_What is being asked_. For this exercise, restate word for word only the lines from the first line of the data to the line containing "use super::storage::ModelStore;".

_Provided information_.
//! Anomaly model lifecycle engine
//!
//! Provides per-identifier outlier models: validation of numeric input,
//! training on a bounded worker pool, atomic registry updates, artifact
//! persistence, and batch scoring with an empirical verifiability score.
//!
//! # Example
//! ```ignore
//! use std::sync::Arc;
//! use vie::ml::{Detector, DetectionConfig, ModelRegistry, ModelStore, Trainer, WorkerConfig, ModelConfig};
//!
//! let registry = Arc::new(ModelRegistry::new());
//! let store = Arc::new(ModelStore::with_path("models"));
//! let trainer = Trainer::new(registry.clone(), store.clone(), ModelConfig::default(), &WorkerConfig::default());
//! let detector = Detector::new(registry, store, DetectionConfig::default());
//!
//! trainer.train("sensor-a", &data, 0.05).await?;
//! let result = detector.detect("sensor-a", &batch).await?;
//! println!("evs = {:.3}", result.verifiability_score);
//! ```

pub mod detection;
pub mod matrix;
pub mod models;
pub mod registry;
pub mod storage;
pub mod training;

pub use detection::{score_batch, verifiability_score, DetectionConfig, DetectionResult, Detector};
pub use matrix::{validate_model_id, NumericMatrix, ValidationError};
pub use models::{IsolationForest, Label, ModelConfig, OutlierModel};
pub use registry::{ModelEntry, ModelRegistry, ModelState, RegistryStatus, TrainingTicket};
pub use storage::{ArtifactHeader, ModelStore, StorageConfig, MODEL_DIR};
pub use training::{TrainedModel, Trainer, WorkerConfig};
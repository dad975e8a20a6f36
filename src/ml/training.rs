//! Training orchestration
//!
//! Validates a training request, reserves the model id in the registry and
//! runs the fit plus artifact write on tokio's blocking pool. The number of
//! fits running at once is bounded by a semaphore. The job is detached from
//! the caller's future, so a caller that goes away mid-training cannot leave
//! the id stuck in `Training`.

use std::sync::Arc;
use std::time::Instant;

use chrono::{DateTime, Utc};
use serde::{Deserialize, Serialize};
use serde_json::Value;
use tokio::sync::Semaphore;
use tracing::{error, info};

use super::matrix::{validate_model_id, NumericMatrix};
use super::models::{check_contamination, IsolationForest, ModelConfig, OutlierModel};
use super::registry::{ModelRegistry, TrainingTicket};
use super::storage::ModelStore;
use crate::error::{EngineError, Result};
use crate::models::TrainingResult;

/// Fitted model bundle, as committed to the registry and persisted
#[derive(Debug, Clone, Serialize, Deserialize)]
pub struct TrainedModel {
    pub model_id: String,
    pub forest: IsolationForest,
    /// Rows used for the fit
    pub row_count: usize,
    /// Feature width used for the fit
    pub feature_count: usize,
    pub contamination: f64,
    pub trained_at: DateTime<Utc>,
    /// Crate version that produced the model
    pub version: String,
}

impl TrainedModel {
    pub fn new(
        model_id: &str,
        forest: IsolationForest,
        data: &NumericMatrix,
        contamination: f64,
    ) -> Self {
        Self {
            model_id: model_id.to_string(),
            forest,
            row_count: data.rows(),
            feature_count: data.cols(),
            contamination,
            trained_at: Utc::now(),
            version: env!("CARGO_PKG_VERSION").to_string(),
        }
    }
}

/// Training worker pool configuration
#[derive(Debug, Clone, PartialEq, Serialize, Deserialize)]
pub struct WorkerConfig {
    /// Fits allowed to run at once (0 = auto)
    #[serde(default)]
    pub max_concurrent_training: usize,
}

impl Default for WorkerConfig {
    fn default() -> Self {
        Self {
            max_concurrent_training: 0, // Auto-detect
        }
    }
}

impl WorkerConfig {
    /// Get actual number of training slots
    pub fn actual_workers(&self) -> usize {
        if self.max_concurrent_training == 0 {
            num_cpus::get().max(1)
        } else {
            self.max_concurrent_training
        }
    }
}

/// Training orchestrator
#[derive(Debug, Clone)]
pub struct Trainer {
    registry: Arc<ModelRegistry>,
    store: Arc<ModelStore>,
    config: ModelConfig,
    permits: Arc<Semaphore>,
}

impl Trainer {
    pub fn new(
        registry: Arc<ModelRegistry>,
        store: Arc<ModelStore>,
        config: ModelConfig,
        workers: &WorkerConfig,
    ) -> Self {
        Self {
            registry,
            store,
            config,
            permits: Arc::new(Semaphore::new(workers.actual_workers())),
        }
    }

    /// Train from an untyped payload
    pub async fn train(
        &self,
        model_id: &str,
        data: &Value,
        contamination: f64,
    ) -> Result<TrainingResult> {
        let matrix = NumericMatrix::from_json(data)?;
        self.train_matrix(model_id, matrix, contamination).await
    }

    /// Train from a validated matrix
    ///
    /// Request faults (bad id, bad contamination, training already in flight)
    /// are returned as `Err` before any ticket exists. Fit and persistence
    /// faults mark the entry failed and come back as a `Failure` result.
    pub async fn train_matrix(
        &self,
        model_id: &str,
        matrix: NumericMatrix,
        contamination: f64,
    ) -> Result<TrainingResult> {
        validate_model_id(model_id)?;
        check_contamination(contamination).map_err(EngineError::InvalidParameter)?;

        let ticket = self.registry.begin_training(model_id, contamination)?;
        info!(
            "Training model '{}' with data shape {:?} and contamination {}",
            model_id,
            matrix.shape(),
            contamination
        );

        let job = tokio::spawn(Self::run_job(
            Arc::clone(&self.registry),
            Arc::clone(&self.store),
            self.config.clone(),
            Arc::clone(&self.permits),
            ticket,
            matrix,
        ));

        job.await
            .map_err(|e| EngineError::Internal(format!("training task for '{}' failed: {}", model_id, e)))
    }

    async fn run_job(
        registry: Arc<ModelRegistry>,
        store: Arc<ModelStore>,
        config: ModelConfig,
        permits: Arc<Semaphore>,
        ticket: TrainingTicket,
        matrix: NumericMatrix,
    ) -> TrainingResult {
        let model_id = ticket.model_id().to_string();
        let contamination = ticket.contamination();

        let outcome = match permits.acquire_owned().await {
            Ok(permit) => {
                let id = model_id.clone();
                let job = tokio::task::spawn_blocking(move || {
                    let _permit = permit;
                    fit_and_persist(&store, &config, &id, &matrix, contamination)
                });
                match job.await {
                    Ok(result) => result,
                    Err(e) if e.is_panic() => {
                        Err(EngineError::FitFailure(format!("training worker panicked: {}", e)))
                    }
                    Err(e) => Err(EngineError::Internal(format!("training worker failed: {}", e))),
                }
            }
            Err(e) => Err(EngineError::Internal(format!("training pool closed: {}", e))),
        };

        match outcome {
            Ok(model) => match registry.commit_training(ticket, model) {
                Ok(_) => TrainingResult::success(&model_id),
                Err(e) => {
                    error!("Could not commit model '{}': {}", model_id, e);
                    TrainingResult::failure(&model_id, &e)
                }
            },
            Err(e) => {
                error!("Error training model '{}': {}", model_id, e);
                if let Err(stale) = registry.fail_training(ticket, &e) {
                    error!("Could not record failure for '{}': {}", model_id, stale);
                }
                TrainingResult::failure(&model_id, &e)
            }
        }
    }
}

/// Fit a forest and write its artifact; runs on the blocking pool
fn fit_and_persist(
    store: &ModelStore,
    config: &ModelConfig,
    model_id: &str,
    data: &NumericMatrix,
    contamination: f64,
) -> Result<TrainedModel> {
    let started = Instant::now();

    let mut forest = IsolationForest::new(config);
    forest
        .fit(data, contamination)
        .map_err(EngineError::FitFailure)?;

    let model = TrainedModel::new(model_id, forest, data, contamination);
    store.save(&model)?;

    info!(
        "Model '{}' trained on {} rows in {:.1} ms and saved",
        model_id,
        model.row_count,
        started.elapsed().as_secs_f64() * 1000.0
    );
    Ok(model)
}
//! Client configuration: YAML file, environment override, defaults.

use serde::{Deserialize, Serialize};
use std::path::{Path, PathBuf};
use std::time::Duration;
use thiserror::Error;
use url::Url;

/// Environment variable overriding [`ClientConfig::api_base_url`].
pub const API_BASE_URL_ENV: &str = "MILKTEA_API_BASE_URL";

/// Errors loading or validating a [`ClientConfig`].
#[derive(Debug, Error)]
pub enum ConfigError {
    #[error("failed to read {path}: {source}")]
    Io {
        path: PathBuf,
        #[source]
        source: std::io::Error,
    },
    #[error("invalid config yaml: {0}")]
    Parse(#[from] serde_yaml::Error),
    #[error("invalid config: {0}")]
    Invalid(String),
}

/// Settings for the game client. Every field has a default so a partial
/// YAML file (or none at all) is enough.
#[derive(Clone, Debug, PartialEq, Serialize, Deserialize)]
#[serde(default)]
pub struct ClientConfig {
    /// Base URL of the game server REST API, including the `/api/v1` prefix.
    pub api_base_url: String,
    pub request_timeout_ms: u64,
    /// How often authoritative state is pulled while a game is open.
    pub poll_interval_ms: u64,
    /// A loading indicator is force-cleared after this long.
    pub loading_timeout_ms: u64,
    /// Pause between "all players submitted" and fetching the settlement.
    pub settlement_delay_ms: u64,
    pub total_rounds: u32,
    /// Whether the last submitter asks the server to advance the round.
    pub advance_on_last_submit: bool,
    pub session_file: PathBuf,
}

impl Default for ClientConfig {
    fn default() -> Self {
        Self {
            api_base_url: "http://127.0.0.1:8000/api/v1".to_string(),
            request_timeout_ms: 30_000,
            poll_interval_ms: 5_000,
            loading_timeout_ms: 5_000,
            settlement_delay_ms: 800,
            total_rounds: 10,
            advance_on_last_submit: true,
            session_file: PathBuf::from("./milktea_session.json"),
        }
    }
}

impl ClientConfig {
    pub fn from_yaml_str(text: &str) -> Result<Self, ConfigError> {
        if text.trim().is_empty() {
            return Ok(Self::default());
        }
        Ok(serde_yaml::from_str(text)?)
    }

    /// Read `path`, apply the environment override and validate.
    pub fn load(path: &Path) -> Result<Self, ConfigError> {
        let text = std::fs::read_to_string(path).map_err(|source| ConfigError::Io {
            path: path.to_path_buf(),
            source,
        })?;
        let mut cfg = Self::from_yaml_str(&text)?;
        cfg.apply_env();
        cfg.validate()?;
        Ok(cfg)
    }

    pub fn apply_env(&mut self) {
        self.apply_env_from(|key| std::env::var(key).ok());
    }

    /// Apply overrides from an arbitrary variable lookup.
    pub fn apply_env_from<F>(&mut self, lookup: F)
    where
        F: Fn(&str) -> Option<String>,
    {
        if let Some(url) = lookup(API_BASE_URL_ENV).filter(|v| !v.trim().is_empty()) {
            self.api_base_url = url.trim().to_string();
        }
    }

    pub fn validate(&self) -> Result<(), ConfigError> {
        let url = Url::parse(&self.api_base_url)
            .map_err(|e| ConfigError::Invalid(format!("api_base_url: {e}")))?;
        if url.scheme() != "http" && url.scheme() != "https" {
            return Err(ConfigError::Invalid(format!(
                "api_base_url scheme must be http or https, got {}",
                url.scheme()
            )));
        }
        for (name, value) in [
            ("request_timeout_ms", self.request_timeout_ms),
            ("poll_interval_ms", self.poll_interval_ms),
            ("loading_timeout_ms", self.loading_timeout_ms),
        ] {
            if value == 0 {
                return Err(ConfigError::Invalid(format!("{name} must be > 0")));
            }
        }
        if self.total_rounds == 0 {
            return Err(ConfigError::Invalid("total_rounds must be > 0".into()));
        }
        Ok(())
    }

    pub fn request_timeout(&self) -> Duration {
        Duration::from_millis(self.request_timeout_ms)
    }

    pub fn poll_interval(&self) -> Duration {
        Duration::from_millis(self.poll_interval_ms)
    }

    pub fn loading_timeout(&self) -> Duration {
        Duration::from_millis(self.loading_timeout_ms)
    }

    pub fn settlement_delay(&self) -> Duration {
        Duration::from_millis(self.settlement_delay_ms)
    }
}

_Written answer_.
//! Anomaly model lifecycle engine
//!
//! Provides per-identifier outlier models: validation of numeric input,
//! training on a bounded worker pool, atomic registry updates, artifact
//! persistence, and batch scoring with an empirical verifiability score.
//!
//! # Example
//! ```ignore
//! use std::sync::Arc;
//! use vie::ml::{Detector, DetectionConfig, ModelRegistry, ModelStore, Trainer, WorkerConfig, ModelConfig};
//!
//! let registry = Arc::new(ModelRegistry::new());
//! let store = Arc::new(ModelStore::with_path("models"));
//! let trainer = Trainer::new(registry.clone(), store.clone(), ModelConfig::default(), &WorkerConfig::default());
//! let detector = Detector::new(registry, store, DetectionConfig::default());
//!
//! trainer.train("sensor-a", &data, 0.05).await?;
//! let result = detector.detect("sensor-a", &batch).await?;
//! println!("evs = {:.3}", result.verifiability_score);
//! ```

pub mod detection;
pub mod matrix;
pub mod models;
pub mod registry;
pub mod storage;
pub mod training;

pub use detection::{score_batch, verifiability_score, DetectionConfig, DetectionResult, Detector};
pub use matrix::{validate_model_id, NumericMatrix, ValidationError};
pub use models::{IsolationForest, Label, ModelConfig, OutlierModel};
pub use registry::{ModelEntry, ModelRegistry, ModelState, RegistryStatus, TrainingTicket};
pub use storage::{ArtifactHeader, ModelStore, StorageConfig, MODEL_DIR};
pub use training::{TrainedModel, Trainer, WorkerConfig};
repository dad975e8a20a6f36
filename src/ml/training.rs
//! Training orchestration
//!
//! Validates a training request, reserves the model id in the registry and
//! runs the fit plus artifact write on tokio's blocking pool. The number of
//! fits running at once is bounded by a semaphore. The job is detached from
//! the caller's future, so a caller that goes away mid-training cannot leave
//! the id stuck in `Training`.

use std::sync::Arc;
use std::time::Instant;

use chrono::{DateTime, Utc};
use serde::{Deserialize, Serialize};
use serde_json::Value;
use tokio::sync::Semaphore;
use tracing::{error, info};

use super::matrix::{validate_model_id, NumericMatrix};
use super::models::{check_contamination, IsolationForest, ModelConfig, OutlierModel};
use super::registry::{ModelRegistry, TrainingTicket};
use super::storage::ModelStore;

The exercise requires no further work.